Filter the lines below, copying only those with the string "Some".

Data items:
----------------

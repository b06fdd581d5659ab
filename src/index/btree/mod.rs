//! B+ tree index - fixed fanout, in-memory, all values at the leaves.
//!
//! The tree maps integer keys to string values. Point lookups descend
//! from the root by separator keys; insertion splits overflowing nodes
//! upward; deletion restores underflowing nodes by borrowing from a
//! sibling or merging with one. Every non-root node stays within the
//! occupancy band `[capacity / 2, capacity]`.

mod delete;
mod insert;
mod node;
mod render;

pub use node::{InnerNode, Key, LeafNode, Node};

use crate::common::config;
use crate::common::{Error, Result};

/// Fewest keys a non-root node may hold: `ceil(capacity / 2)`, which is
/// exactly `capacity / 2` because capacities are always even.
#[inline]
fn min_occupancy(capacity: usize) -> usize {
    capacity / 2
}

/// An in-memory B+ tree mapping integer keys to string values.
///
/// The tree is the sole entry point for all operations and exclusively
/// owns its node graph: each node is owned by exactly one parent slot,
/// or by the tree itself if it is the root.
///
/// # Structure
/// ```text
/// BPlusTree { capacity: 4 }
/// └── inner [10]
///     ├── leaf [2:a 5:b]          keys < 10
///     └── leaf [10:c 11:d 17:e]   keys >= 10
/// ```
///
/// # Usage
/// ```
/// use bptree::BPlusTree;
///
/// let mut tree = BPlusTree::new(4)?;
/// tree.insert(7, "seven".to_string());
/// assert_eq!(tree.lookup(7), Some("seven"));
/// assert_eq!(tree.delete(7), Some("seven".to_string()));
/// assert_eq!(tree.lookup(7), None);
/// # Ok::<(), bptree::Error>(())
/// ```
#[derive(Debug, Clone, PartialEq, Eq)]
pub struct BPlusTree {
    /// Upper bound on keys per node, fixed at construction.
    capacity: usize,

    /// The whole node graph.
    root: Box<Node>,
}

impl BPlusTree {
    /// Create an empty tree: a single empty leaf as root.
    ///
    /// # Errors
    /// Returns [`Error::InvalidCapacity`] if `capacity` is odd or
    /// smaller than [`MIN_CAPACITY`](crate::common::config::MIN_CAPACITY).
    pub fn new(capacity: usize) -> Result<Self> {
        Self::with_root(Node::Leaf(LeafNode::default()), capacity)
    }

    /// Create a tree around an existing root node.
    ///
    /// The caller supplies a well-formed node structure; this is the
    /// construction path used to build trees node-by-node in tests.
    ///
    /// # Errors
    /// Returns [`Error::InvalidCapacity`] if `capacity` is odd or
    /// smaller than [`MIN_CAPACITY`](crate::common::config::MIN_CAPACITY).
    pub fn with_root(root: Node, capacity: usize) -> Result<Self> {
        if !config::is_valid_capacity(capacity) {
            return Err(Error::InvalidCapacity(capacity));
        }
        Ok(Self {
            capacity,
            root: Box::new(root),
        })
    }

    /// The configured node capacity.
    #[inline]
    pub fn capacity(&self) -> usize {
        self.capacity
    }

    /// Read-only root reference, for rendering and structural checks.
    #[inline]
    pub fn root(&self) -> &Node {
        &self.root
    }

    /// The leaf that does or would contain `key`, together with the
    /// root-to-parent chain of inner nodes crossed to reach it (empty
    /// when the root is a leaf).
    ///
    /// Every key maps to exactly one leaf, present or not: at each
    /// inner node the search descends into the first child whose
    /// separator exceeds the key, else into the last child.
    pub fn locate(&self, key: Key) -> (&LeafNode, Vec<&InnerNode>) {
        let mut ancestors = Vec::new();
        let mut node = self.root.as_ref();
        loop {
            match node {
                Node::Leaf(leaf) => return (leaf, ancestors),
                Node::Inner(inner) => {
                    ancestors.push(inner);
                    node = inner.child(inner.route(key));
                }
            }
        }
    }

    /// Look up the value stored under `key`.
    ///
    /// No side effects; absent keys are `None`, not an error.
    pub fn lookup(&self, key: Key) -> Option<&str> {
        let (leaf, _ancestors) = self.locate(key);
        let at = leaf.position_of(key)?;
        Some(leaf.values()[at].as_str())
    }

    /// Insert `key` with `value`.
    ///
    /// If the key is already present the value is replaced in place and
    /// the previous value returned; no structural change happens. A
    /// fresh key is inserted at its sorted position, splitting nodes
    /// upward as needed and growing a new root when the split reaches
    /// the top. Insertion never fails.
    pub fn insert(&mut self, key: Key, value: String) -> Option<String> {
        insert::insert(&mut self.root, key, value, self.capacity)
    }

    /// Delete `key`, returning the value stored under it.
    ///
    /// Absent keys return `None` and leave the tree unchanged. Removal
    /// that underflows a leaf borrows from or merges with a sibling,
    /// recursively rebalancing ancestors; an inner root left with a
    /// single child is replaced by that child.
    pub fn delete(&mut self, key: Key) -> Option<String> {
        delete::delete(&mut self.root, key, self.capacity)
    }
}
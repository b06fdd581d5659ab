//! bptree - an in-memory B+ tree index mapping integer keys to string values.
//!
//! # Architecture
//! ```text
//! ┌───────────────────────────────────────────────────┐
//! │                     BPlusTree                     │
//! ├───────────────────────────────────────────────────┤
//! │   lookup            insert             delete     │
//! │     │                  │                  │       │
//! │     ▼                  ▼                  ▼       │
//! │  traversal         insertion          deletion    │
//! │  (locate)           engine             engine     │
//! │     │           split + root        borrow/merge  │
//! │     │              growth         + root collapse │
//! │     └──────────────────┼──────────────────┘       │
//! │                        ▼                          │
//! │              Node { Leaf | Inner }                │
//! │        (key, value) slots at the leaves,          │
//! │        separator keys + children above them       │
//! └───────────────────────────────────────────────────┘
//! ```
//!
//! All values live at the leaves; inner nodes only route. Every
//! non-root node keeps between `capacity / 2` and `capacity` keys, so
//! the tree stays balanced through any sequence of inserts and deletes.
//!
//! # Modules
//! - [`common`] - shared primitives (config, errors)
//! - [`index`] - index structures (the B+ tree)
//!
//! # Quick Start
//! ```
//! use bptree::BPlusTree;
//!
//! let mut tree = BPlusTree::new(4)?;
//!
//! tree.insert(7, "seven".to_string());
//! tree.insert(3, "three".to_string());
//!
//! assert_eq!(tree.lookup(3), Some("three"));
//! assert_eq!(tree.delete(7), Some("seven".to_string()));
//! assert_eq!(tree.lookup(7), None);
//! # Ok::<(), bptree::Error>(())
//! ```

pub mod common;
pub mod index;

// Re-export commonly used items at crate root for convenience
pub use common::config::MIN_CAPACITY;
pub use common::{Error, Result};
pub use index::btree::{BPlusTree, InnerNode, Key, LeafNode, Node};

----------------

ANSWER SECTION -
/// assert_eq!(tree.lookup(7), Some("seven"));
/// assert_eq!(tree.delete(7), Some("seven".to_string()));
        Some(leaf.values()[at].as_str())
//! assert_eq!(tree.lookup(3), Some("three"));
//! assert_eq!(tree.delete(7), Some("seven".to_string()));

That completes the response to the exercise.